The move  Two windows only: in Oia before ten, or after the ships leave. Check the day's cruise schedule online before you set your alarm, and skip the castle terrace at sunset for a wall further along the path.

Map  Oia

02
Drink

The gravity winery above the port

On the cliff above Athinios, the ferry port, in Megalochori, Venetsanos was the island's first proper winery, built in 1947 and cut into the rock on four levels so the wine ran downhill by gravity in a place that had no electricity. It was brought back by the family and reopened after a long restoration, and it now pours mostly Assyrtiko and Mandilaria on an open terrace that looks straight down onto the boats and out across the caldera. It is one of the few places on Santorini where the wine, the view and the history sit in the same glass, and it is a short drive from Fira rather than a scrum in a village lane.

The move  Book the tasting for late afternoon, take the short guided walk through the old cellars first, then hold the terrace for the light going down over the port. A driver is easier here than parking.

Map  Venetsanos Winery

03
See

The ruined city on the ridge

Everyone climbs for the sunset and almost nobody climbs for this. High on the Mesa Vouno ridge between Kamari and Perissa, Ancient Thera is the old city of the island, Greek and then Roman, its streets, agora, theatre and terraces still laid out along the spine of the rock hundreds of metres above two beaches. The reward is as much the position as the stones, the wind, the drop on both sides, the whole south of the island under you. It opens in the morning and closes by mid-afternoon and it is closed one day a week, so it is not somewhere to leave until the last minute of a hot afternoon.

The move  Go early, from the Kamari side, and take water and a hat, there is no shade on the ridge. Check the current hours before you set out, it shuts by mid-afternoon and one day a week entirely.

Map  Ancient Thera

04
The rule

Sort your driver before you land

Taxis on Santorini are few and expensive, a small fleet for a whole island that fills to bursting in summer, and they do not run on a meter, so you agree the fare before you get in or you pay whatever is asked at the door. On a bad day you can wait half an hour at the port or the airport rank for a car that never comes. Book a private transfer or a driver ahead of time, and shop the price rather than take the first quote, the difference between companies is real. Do not leave it to the hotel to conjure a car at the last minute on a busy evening, because that is exactly when there are none.
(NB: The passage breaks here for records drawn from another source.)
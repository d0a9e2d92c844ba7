//! Rate limiting for inbound SMTP
//!
//! Two independent fixed-window counter tables:
//! - connections per IP (default: per hour)
//! - messages per sender address (default: per day, case-insensitive)
//!
//! A counter past its reset time is treated as absent and recreated rather
//! than incremented. Expired counters are removed by [`RateLimiter::sweep`],
//! which [`RateLimiter::spawn_sweeper`] runs on a fixed interval.
//!
//! # Example
//! ```no_run
//! use mta_rs::security::rate_limit::RateLimiter;
//! use std::net::IpAddr;
//!
//! # async fn example() -> Result<(), Box<dyn std::error::Error>> {
//! let limiter = RateLimiter::default();
//! let ip: IpAddr = "192.0.2.1".parse()?;
//!
//! if limiter.check_connection(&ip).await {
//!     println!("Connection allowed");
//! } else {
//!     println!("Too many connections");
//! }
//! # Ok(())
//! # }
//! ```

use crate::config::GuardConfig;
use crate::utils::normalize_address;
use std::collections::HashMap;
use std::hash::Hash;
use std::net::IpAddr;
use std::sync::Arc;
use std::time::{Duration, Instant};
use tokio::sync::RwLock;
use tokio::task::JoinHandle;
use tracing::{debug, warn};

const HOUR: Duration = Duration::from_secs(3600);
const DAY: Duration = Duration::from_secs(86_400);

/// Count and reset time for one key
#[derive(Debug, Clone)]
pub struct RateLimitEntry {
    pub count: u32,
    pub reset_at: Instant,
}

impl RateLimitEntry {
    fn new(window: Duration) -> Self {
        Self {
            count: 0,
            reset_at: Instant::now() + window,
        }
    }

    fn is_expired(&self, now: Instant) -> bool {
        now >= self.reset_at
    }
}

/// Limit and window for one counter table
#[derive(Debug, Clone, Copy)]
pub struct WindowLimit {
    pub max: u32,
    pub window: Duration,
}

/// One table of fixed-window counters behind a single lock
struct CounterTable<K> {
    limit: WindowLimit,
    entries: RwLock<HashMap<K, RateLimitEntry>>,
}

impl<K: Eq + Hash + Clone> CounterTable<K> {
    fn new(limit: WindowLimit) -> Self {
        Self {
            limit,
            entries: RwLock::new(HashMap::new()),
        }
    }

    async fn try_increment(&self, key: &K) -> bool {
        let now = Instant::now();
        let mut entries = self.entries.write().await;

        let entry = entries
            .entry(key.clone())
            .or_insert_with(|| RateLimitEntry::new(self.limit.window));

        if entry.is_expired(now) {
            *entry = RateLimitEntry::new(self.limit.window);
        }

        if entry.count >= self.limit.max {
            return false;
        }

        entry.count += 1;
        true
    }

    async fn count(&self, key: &K) -> u32 {
        let now = Instant::now();
        let entries = self.entries.read().await;
        match entries.get(key) {
            Some(entry) if !entry.is_expired(now) => entry.count,
            _ => 0,
        }
    }

    async fn sweep(&self) -> usize {
        let now = Instant::now();
        let mut entries = self.entries.write().await;
        let before = entries.len();
        entries.retain(|_, entry| !entry.is_expired(now));
        before - entries.len()
    }

    async fn len(&self) -> usize {
        self.entries.read().await.len()
    }

    async fn reset(&self, key: &K) {
        self.entries.write().await.remove(key);
    }
}

/// Per-IP connection and per-sender message limiter
pub struct RateLimiter {
    connections: CounterTable<IpAddr>,
    senders: CounterTable<String>,
}

impl RateLimiter {
    pub fn new(connections: WindowLimit, senders: WindowLimit) -> Self {
        Self {
            connections: CounterTable::new(connections),
            senders: CounterTable::new(senders),
        }
    }

    pub fn from_config(config: &GuardConfig) -> Self {
        Self::new(
            WindowLimit {
                max: config.connections_per_hour,
                window: HOUR,
            },
            WindowLimit {
                max: config.messages_per_day,
                window: DAY,
            },
        )
    }

    /// Count a new connection from `ip`; `false` once the quota is used up
    pub async fn check_connection(&self, ip: &IpAddr) -> bool {
        let allowed = self.connections.try_increment(ip).await;
        if !allowed {
            warn!(
                "Connection limit exceeded for IP {} ({} per {:?})",
                ip, self.connections.limit.max, self.connections.limit.window
            );
        }
        allowed
    }

    /// Count a new message from `sender`; `false` once the daily cap is reached
    pub async fn check_sender(&self, sender: &str) -> bool {
        let key = normalize_address(sender);
        let allowed = self.senders.try_increment(&key).await;
        if !allowed {
            warn!(
                "Message limit exceeded for sender {} ({} per {:?})",
                key, self.senders.limit.max, self.senders.limit.window
            );
        }
        allowed
    }

    pub async fn connection_count(&self, ip: &IpAddr) -> u32 {
        self.connections.count(ip).await
    }

    pub async fn sender_count(&self, sender: &str) -> u32 {
        self.senders.count(&normalize_address(sender)).await
    }

    pub async fn reset_connection(&self, ip: &IpAddr) {
        self.connections.reset(ip).await;
        debug!("Reset connection counter for {}", ip);
    }

    pub async fn reset_sender(&self, sender: &str) {
        self.senders.reset(&normalize_address(sender)).await;
    }

    /// Number of live counter entries across both tables
    pub async fn tracked_entries(&self) -> usize {
        self.connections.len().await + self.senders.len().await
    }

    /// Remove every expired counter; returns how many were dropped
    pub async fn sweep(&self) -> usize {
        let removed = self.connections.sweep().await + self.senders.sweep().await;
        if removed > 0 {
            debug!("Rate limiter sweep removed {} expired entries", removed);
        }
        removed
    }

    /// Run [`sweep`](Self::sweep) every `interval` until the task is aborted
    pub fn spawn_sweeper(self: Arc<Self>, interval: Duration) -> JoinHandle<()> {
        tokio::spawn(async move {
            let mut ticker = tokio::time::interval(interval);
            ticker.set_missed_tick_behavior(tokio::time::MissedTickBehavior::Delay);
            // First tick completes immediately
            ticker.tick().await;
            loop {
                ticker.tick().await;
                self.sweep().await;
            }
        })
    }
}

impl Default for RateLimiter {
    fn default() -> Self {
        Self::from_config(&GuardConfig::default())
    }
}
The move  Arrange your airport and port transfers before you travel, agree the flat fare in writing, and keep one trusted driver's number for the trip. For a day of villages, a half-day hire with a driver often costs less than three separate taxis.

Map  Athinios ferry port

05
See

The sunset that isn't Oia

The finest place to watch the sun go down is not in Oia at all, it is the walk out to Skaros Rock below Imerovigli. A path drops from the village, past the last hotels, onto the bare promontory that once held a Venetian fort, and around its far side a tiny chapel, Theoskepasti, sits alone above the water with the whole caldera opening in front of it. It is a proper twenty-minute scramble each way on loose ground, which is exactly why the crowd that fills Oia never comes, and you get the same sun, the same sea, and the quiet the postcard never mentions.
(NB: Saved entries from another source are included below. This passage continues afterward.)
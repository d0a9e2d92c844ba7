//! Operator CLI for mta-rs
//!
//! Works directly on the persisted documents, so it can run while the server
//! is stopped. A running server picks up block-list edits on restart.
//!
//! # Usage
//!
//! ```bash
//! # Block every sender of a domain
//! mta-admin block-email '*@spam.example'
//!
//! # Block / unblock a client IP
//! mta-admin block-ip 203.0.113.7
//! mta-admin unblock-ip 203.0.113.7
//!
//! # Show the TXT record to publish for DKIM
//! mta-admin --config /etc/mta-rs/config.toml dkim-record
//!
//! # Inspect the threads of one identity
//! mta-admin threads bob
//! ```

use anyhow::{bail, Context};
use clap::{Parser, Subcommand};
use mta_rs::authentication::DkimSigner;
use mta_rs::config::Config;
use mta_rs::security::Blocklist;
use mta_rs::storage::MessageStore;
use std::path::Path;

#[derive(Parser)]
#[command(name = "mta-admin")]
#[command(about = "Manage the mta-rs block list, DKIM record and message log", long_about = None)]
struct Cli {
    /// Configuration file
    #[arg(short, long, default_value = "config.toml")]
    config: String,

    #[command(subcommand)]
    command: Commands,
}

#[derive(Subcommand)]
enum Commands {
    /// Block a sender (`user@domain` or `*@domain`)
    BlockEmail {
        pattern: String,
    },
    /// Remove a sender pattern from the block list
    UnblockEmail {
        pattern: String,
    },
    /// Block a client IP address
    BlockIp {
        ip: String,
    },
    /// Remove an IP address from the block list
    UnblockIp {
        ip: String,
    },
    /// Print the block list
    ListBlocks,
    /// Print the DKIM TXT record for the configured key
    DkimRecord,
    /// List the threads of an identity, newest first
    Threads {
        /// Username for local accounts, address for external ones
        identity: String,
    },
}

fn load_config(path: &str) -> anyhow::Result<Config> {
    if Path::new(path).exists() {
        Ok(Config::from_file(path)?)
    } else {
        Ok(Config::default())
    }
}

async fn open_blocklist(config: &Config) -> anyhow::Result<Blocklist> {
    let Some(path) = &config.guard.blocklist_path else {
        bail!("guard.blocklist_path is not set, nothing to manage");
    };
    Blocklist::load(path)
        .await
        .with_context(|| format!("Failed to load block list {}", path))
}

#[tokio::main]
async fn main() -> anyhow::Result<()> {
    let cli = Cli::parse();
    let config = load_config(&cli.config)?;

    match cli.command {
        Commands::BlockEmail { pattern } => {
            let blocklist = open_blocklist(&config).await?;
            if blocklist.block_email(&pattern).await? {
                println!("✓ Blocked {}", pattern);
            } else {
                println!("{} was already blocked", pattern);
            }
        }
        Commands::UnblockEmail { pattern } => {
            let blocklist = open_blocklist(&config).await?;
            if blocklist.unblock_email(&pattern).await? {
                println!("✓ Unblocked {}", pattern);
            } else {
                eprintln!("Error: {} is not blocked", pattern);
                std::process::exit(1);
            }
        }
        Commands::BlockIp { ip } => {
            let blocklist = open_blocklist(&config).await?;
            if blocklist.block_ip(&ip).await? {
                println!("✓ Blocked {}", ip);
            } else {
                println!("{} was already blocked", ip);
            }
        }
        Commands::UnblockIp { ip } => {
            let blocklist = open_blocklist(&config).await?;
            if blocklist.unblock_ip(&ip).await? {
                println!("✓ Unblocked {}", ip);
            } else {
                eprintln!("Error: {} is not blocked", ip);
                std::process::exit(1);
            }
        }
        Commands::ListBlocks => {
            let snapshot = open_blocklist(&config).await?.snapshot().await;
            println!("Blocked senders ({}):", snapshot.emails.len());
            for email in &snapshot.emails {
                println!("  {}", email);
            }
            println!("Blocked IPs ({}):", snapshot.ips.len());
            for ip in &snapshot.ips {
                println!("  {}", ip);
            }
        }
        Commands::DkimRecord => {
            let Some(signer) = DkimSigner::from_config(&config.dkim).await? else {
                bail!("DKIM is disabled or has no private_key_path");
            };
            println!("{} IN TXT \"{}\"", signer.dns_name(), signer.public_key_record()?);
        }
        Commands::Threads { identity } => {
            let store = MessageStore::open(&config.storage.message_log_path).await?;
            let inbox = store.inbox(&identity).await;

            println!(
                "{}: {} thread(s), {} unread",
                identity,
                inbox.threads.len(),
                inbox.unread_count
            );
            for thread in inbox.threads_by_recency() {
                println!(
                    "{} {} [{} message(s)] {} {}",
                    if thread.has_unread { "*" } else { " " },
                    thread.latest.created_at.format("%Y-%m-%d %H:%M"),
                    thread.messages.len(),
                    thread.root.from,
                    thread.root.subject
                );
            }
        }
    }

    Ok(())
}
The move  Wear real shoes, there is no railing on the far side, and set off well before the sun so you are on the rock, not still on the path, when it goes. Bring a torch for the walk back up.

Map  Skaros Rock

The full twenty-five

Five to read now, twenty to unlock

The Assyrtiko estates worth the drive, the taverna where the island still cooks for itself, the beaches the colour of the volcano, the caldera walk done the right way round, the craft brewery off the wine trail and the villages where the day slows down. All chosen, all checked, all current.

01Oia, timed around the ships✓ Free 02The gravity winery above the port✓ Free 03The ruined city on the ridge✓ Free 04Sort your driver before you land✓ Free 05The sunset that isn't Oia✓ Free
06The taverna where the island still cooks for itself🔒
07Assyrtiko beyond the obvious, the estates worth the drive🔒
08Tomatokeftedes, fava and white aubergine, ordered right🔒
09A late glass at Merlin, off the caldera rail in Fira🔒
10Pyrgos, the village to climb when Oia is full🔒
11The caldera walk, and the direction to walk it🔒
12The Pompeii of the Aegean, at Akrotiri🔒
13Red, White and the lunar beach in the south🔒
14The donkey beers, the island’s craft brewery🔒
15Why the vines grow in baskets on the ground🔒
16Sunset from the monastery, not the mob🔒
17Dinner down at the water in Ammoudi🔒
18Megalochori and Emporio, the villages nobody photographs🔒
19The gyros the island actually queues for🔒
20Vinsanto, the sweet wine to carry home🔒
21Ferry, port and the airport, without the panic🔒
22The boat to the volcano and the hot springs, done right🔒
23The renovated museum in Fira worth an hour🔒
24Breakfast like a resident, not a guest🔒
25Cable car, mules and donkeys, and what to do instead🔒
Written by Dimitris Stathopoulos, food & travel journalist, as published in travel.gr and Proto Thema.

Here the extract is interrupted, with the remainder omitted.